→ Work request
Each line of the data holding "this" should be found and copied.

___ Extracted entries

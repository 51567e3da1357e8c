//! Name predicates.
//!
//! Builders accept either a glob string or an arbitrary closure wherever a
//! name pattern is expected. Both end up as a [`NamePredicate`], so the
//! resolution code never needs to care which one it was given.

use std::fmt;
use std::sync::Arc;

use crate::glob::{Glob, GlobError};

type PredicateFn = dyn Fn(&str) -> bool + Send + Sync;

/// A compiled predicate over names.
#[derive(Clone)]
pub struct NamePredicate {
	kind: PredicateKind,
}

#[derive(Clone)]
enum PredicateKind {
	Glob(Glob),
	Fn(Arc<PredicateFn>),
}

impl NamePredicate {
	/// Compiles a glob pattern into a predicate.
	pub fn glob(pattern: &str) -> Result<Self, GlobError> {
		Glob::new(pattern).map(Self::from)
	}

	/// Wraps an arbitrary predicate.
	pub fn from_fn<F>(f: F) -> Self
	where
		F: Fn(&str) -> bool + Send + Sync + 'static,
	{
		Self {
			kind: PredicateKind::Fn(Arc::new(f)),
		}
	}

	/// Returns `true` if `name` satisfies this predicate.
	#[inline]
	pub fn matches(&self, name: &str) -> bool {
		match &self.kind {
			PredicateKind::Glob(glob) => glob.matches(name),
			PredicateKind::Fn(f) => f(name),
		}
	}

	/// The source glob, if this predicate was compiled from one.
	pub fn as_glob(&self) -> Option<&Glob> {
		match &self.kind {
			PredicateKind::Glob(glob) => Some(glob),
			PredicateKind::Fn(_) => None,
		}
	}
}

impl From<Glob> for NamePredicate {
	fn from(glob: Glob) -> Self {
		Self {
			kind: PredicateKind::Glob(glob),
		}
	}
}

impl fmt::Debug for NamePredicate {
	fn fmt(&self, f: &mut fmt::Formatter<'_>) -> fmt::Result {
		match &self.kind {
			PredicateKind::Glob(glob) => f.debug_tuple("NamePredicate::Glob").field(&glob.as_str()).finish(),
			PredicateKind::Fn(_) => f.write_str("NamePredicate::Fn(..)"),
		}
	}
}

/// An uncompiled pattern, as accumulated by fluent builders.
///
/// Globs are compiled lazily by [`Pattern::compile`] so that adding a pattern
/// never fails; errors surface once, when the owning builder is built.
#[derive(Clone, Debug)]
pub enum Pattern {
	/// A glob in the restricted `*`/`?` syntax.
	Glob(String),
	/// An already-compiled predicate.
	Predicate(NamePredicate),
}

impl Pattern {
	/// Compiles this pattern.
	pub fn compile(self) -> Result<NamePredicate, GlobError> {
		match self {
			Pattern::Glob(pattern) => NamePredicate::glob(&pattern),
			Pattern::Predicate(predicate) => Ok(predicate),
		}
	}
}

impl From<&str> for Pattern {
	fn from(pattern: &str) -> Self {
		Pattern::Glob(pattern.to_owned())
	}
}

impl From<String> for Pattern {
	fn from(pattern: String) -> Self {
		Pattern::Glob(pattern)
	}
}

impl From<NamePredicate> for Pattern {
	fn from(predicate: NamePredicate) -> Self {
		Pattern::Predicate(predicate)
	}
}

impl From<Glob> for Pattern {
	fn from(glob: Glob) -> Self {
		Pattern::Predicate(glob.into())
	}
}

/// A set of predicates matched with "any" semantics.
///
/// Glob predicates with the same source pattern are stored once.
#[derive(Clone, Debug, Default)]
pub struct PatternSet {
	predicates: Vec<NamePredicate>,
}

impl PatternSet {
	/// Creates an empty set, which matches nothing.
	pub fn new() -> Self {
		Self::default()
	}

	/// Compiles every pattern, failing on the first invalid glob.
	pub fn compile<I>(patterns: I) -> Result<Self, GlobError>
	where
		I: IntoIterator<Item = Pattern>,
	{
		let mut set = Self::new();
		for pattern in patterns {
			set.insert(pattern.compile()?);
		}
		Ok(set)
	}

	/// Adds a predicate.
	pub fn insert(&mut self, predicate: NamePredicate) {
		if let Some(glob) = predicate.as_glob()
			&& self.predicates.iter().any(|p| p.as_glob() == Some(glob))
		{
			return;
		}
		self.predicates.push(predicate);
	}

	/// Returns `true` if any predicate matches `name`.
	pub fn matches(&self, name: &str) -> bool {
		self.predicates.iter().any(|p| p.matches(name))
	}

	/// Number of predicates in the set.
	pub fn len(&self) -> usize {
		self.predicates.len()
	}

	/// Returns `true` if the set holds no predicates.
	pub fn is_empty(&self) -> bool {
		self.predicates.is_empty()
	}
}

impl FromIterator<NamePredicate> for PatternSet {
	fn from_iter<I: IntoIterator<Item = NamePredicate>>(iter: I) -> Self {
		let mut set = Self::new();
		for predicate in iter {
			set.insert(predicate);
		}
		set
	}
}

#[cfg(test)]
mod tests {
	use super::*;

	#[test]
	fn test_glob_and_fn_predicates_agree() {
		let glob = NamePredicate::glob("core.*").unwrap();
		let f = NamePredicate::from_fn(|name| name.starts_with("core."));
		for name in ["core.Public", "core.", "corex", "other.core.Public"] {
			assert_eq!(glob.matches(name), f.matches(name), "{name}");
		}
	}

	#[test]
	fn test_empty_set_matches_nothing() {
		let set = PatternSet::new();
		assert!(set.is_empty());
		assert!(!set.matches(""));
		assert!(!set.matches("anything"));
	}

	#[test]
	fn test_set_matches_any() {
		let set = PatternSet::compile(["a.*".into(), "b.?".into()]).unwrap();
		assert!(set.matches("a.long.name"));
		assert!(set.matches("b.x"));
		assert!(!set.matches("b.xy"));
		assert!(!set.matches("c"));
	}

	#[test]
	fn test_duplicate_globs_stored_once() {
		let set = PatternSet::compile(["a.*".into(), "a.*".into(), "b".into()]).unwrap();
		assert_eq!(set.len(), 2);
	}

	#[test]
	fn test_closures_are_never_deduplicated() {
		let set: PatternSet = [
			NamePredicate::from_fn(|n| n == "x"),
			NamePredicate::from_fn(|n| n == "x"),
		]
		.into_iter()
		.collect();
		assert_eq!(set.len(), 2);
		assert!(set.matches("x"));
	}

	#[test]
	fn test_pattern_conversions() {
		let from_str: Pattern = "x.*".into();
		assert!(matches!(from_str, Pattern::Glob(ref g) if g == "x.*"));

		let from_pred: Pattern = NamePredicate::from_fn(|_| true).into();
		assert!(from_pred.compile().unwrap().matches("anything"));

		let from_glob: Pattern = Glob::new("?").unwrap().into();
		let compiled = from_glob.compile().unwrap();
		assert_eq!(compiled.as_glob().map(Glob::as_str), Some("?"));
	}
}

______

→ Task result
	/// Returns `true` if `name` satisfies this predicate.
	/// The source glob, if this predicate was compiled from one.
	/// Compiles this pattern.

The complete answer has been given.